When's the last time you heard of rock and roll lovers in conflict
with classical music lovers, or Mac lovers in conflict with PC lovers,
or football lovers in conflict with golf lovers? It seldom if ever
happens. When there's market allocation of resources and peaceable,
voluntary exchange, people have their preferences satisfied and
are able to live in peace with one another.
Think what
might be the case if it were a political decision of whether there'd
be football or golf watched on TV, whether we used Macs or PCs and
whether we listened to classical music or rock and roll. Everyone
had to comply with the politically made decision or suffer the pain
of fines or imprisonment. Football lovers would be lined up against
golf lovers, Mac lovers against PC lovers and rock and rollers against
classical music lovers. People who previously lived in peace with
one another would now be in conflict.
Why? If, for
example, classical music lovers got what they wanted, rock and rollers
wouldn't. Conflict would emerge solely because the decision was
made in the political arena.
The lesson
here is that the prime feature of political decision-making is that
it's a zero-sum game. One person's gain is of necessity another
person's loss. As such, political allocation of resources is conflict-enhancing,
while market allocation is conflict-reducing. The greater the number
of decisions made in the political arena, the greater the potential
for conflict. It would not be unreasonable to predict that if Mac
lovers won, and only Macs could be legally used, there would be
considerable PC-lover hate toward Mac lovers.
Most of
the issues that divide our nation, and give rise to conflict, are
those best described as a zero-sum game where one person's or group's
gain is of necessity another's loss. Examples are: racial preferences,
school prayers, trade restrictions, welfare, Obamacare and a host
of other government policies that benefit one American at the expense
of another American. That's why political action committees, private
donors and companies spend billions of dollars lobbying. Their goal
is to get politicians and government officials to use the coercive
power of their offices to take what belongs to one American and
give it to another or create a favor or special privilege for one
American that comes at the expense of some other American.
You
might be tempted to think that the brutal domestic conflict seen
in other countries can't happen here. That's nonsense. Americans
are not super-humans; we possess the same frailties of other people.

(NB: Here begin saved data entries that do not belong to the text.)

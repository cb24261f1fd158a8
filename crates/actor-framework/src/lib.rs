//! # Actor Framework
//!
//! This crate provides the building blocks for serving a persisted record collection through a
//! single Tokio task. It implements a **Resource-Oriented Architecture (ROA)** pattern on top of
//! the **Actor Model**: a collection gets the standard List/Get/Create/Replace/Patch operations,
//! and all of them are funnelled through one actor that owns the collection's store.
//!
//! ## Why an actor in front of a flat file?
//!
//! A record collection persisted as one file is read and rewritten wholesale on every write.
//! If two requests run that load/mutate/save cycle at the same time, the second save silently
//! discards the first one's change. Putting the store behind an actor makes the actor the only
//! code that ever touches the file, and it handles one message at a time:
//!
//! - Isolated state (the store is owned by the actor task)
//! - Message-passing concurrency (clients are cheap channel senders)
//! - Sequential processing within the actor eliminates the lost-update race
//!
//! **Further Reading**:
//! - [Actor Model (Wikipedia)](https://en.wikipedia.org/wiki/Actor_model) - Foundational concurrency pattern by Carl Hewitt
//! - [Actors in Rust](https://ryhl.io/blog/actors-with-tokio/) - Practical guide to implementing actors with Tokio
//!
//! ## Architecture Overview
//!
//! 1. **Entity Layer** ([`ActorEntity`]) - How a record is built, replaced and patched
//! 2. **Storage Layer** ([`RecordStore`]) - Whole-collection load and save
//! 3. **Runtime Layer** ([`ResourceActor`]) - Message processing and id assignment
//! 4. **Interface Layer** ([`ResourceClient`], [`ActorClient`]) - Type-safe communication
//!
//! ## Example
//!
//! ```rust
//! use actor_framework::{ActorEntity, JsonFileStore, ResourceActor};
//! use serde::{Deserialize, Serialize};
//!
//! #[derive(Clone, Debug, Serialize, Deserialize)]
//! struct Note { id: u64, text: String }
//!
//! #[derive(Debug)] struct NoteError;
//! impl std::fmt::Display for NoteError {
//!     fn fmt(&self, f: &mut std::fmt::Formatter<'_>) -> std::fmt::Result { write!(f, "note error") }
//! }
//! impl std::error::Error for NoteError {}
//!
//! impl ActorEntity for Note {
//!     type Id = u64;
//!     type Create = String;
//!     type Patch = String;
//!     type Error = NoteError;
//!
//!     fn id(&self) -> u64 { self.id }
//!     fn from_create_params(id: u64, text: String) -> Result<Self, NoteError> { Ok(Self { id, text }) }
//!     fn on_patch(&mut self, text: String) -> Result<(), NoteError> { self.text = text; Ok(()) }
//! }
//!
//! #[tokio::main]
//! async fn main() {
//!     let dir = std::env::temp_dir().join("actor-framework-doc");
//!     std::fs::create_dir_all(&dir).unwrap();
//!     let store = JsonFileStore::<Note>::new(dir.join("notes.json"));
//!
//!     let (actor, client) = ResourceActor::new(10, store);
//!     let handle = tokio::spawn(actor.run());
//!
//!     let note = client.create("hello".into()).await.unwrap();
//!     let patched = client.patch(note.id, "bye".into()).await.unwrap();
//!     assert_eq!(patched.text, "bye");
//!
//!     drop(client);
//!     handle.await.unwrap();
//! }
//! ```
//!
//! ## Testing
//!
//! The [`mock`] module lets you test resource-specific clients without spawning an actor,
//! and [`MemoryStore`] runs a real actor without touching the filesystem.

pub mod actor;
pub mod client;
pub mod client_trait;
pub mod entity;
pub mod error;
pub mod message;
pub mod mock;
pub mod store;

// Re-export core types for convenience
pub use actor::ResourceActor;
pub use client::ResourceClient;
pub use client_trait::ActorClient;
pub use entity::{next_id, ActorEntity, SequentialId};
pub use error::{FrameworkError, StoreError};
pub use message::{ResourceRequest, Response};
pub use store::{JsonFileStore, MemoryStore, RecordStore};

If there were a catastrophic economic calamity, I can imagine a
political hustler exploiting those frailties, as have other tyrants,
blaming it on the Jews, the blacks, the conservatives, the liberals,
the Catholics or free trade.
The best
thing the president and Congress can do to reduce the potential
for conflict and violence is reduce the impact of government on
our lives. Doing so will not only produce a less-divided country
and greater economic efficiency, but bear greater faith and allegiance
to the vision of America held by our founders a country of limited
government. Our founders, in the words of Thomas Paine, recognized
that, "Government, even in its best state, is but a necessary evil;
in its worst state, an intolerable one."
January
18, 2011
Walter
E. Williams is the John M. Olin distinguished professor of economics
at George Mason University, and a nationally syndicated columnist.
To find out more about Walter E. Williams and read features by other
Creators Syndicate columnists and cartoonists, visit the Creators
Syndicate web page.
Copyright
© 2011 Creators Syndicate, Inc.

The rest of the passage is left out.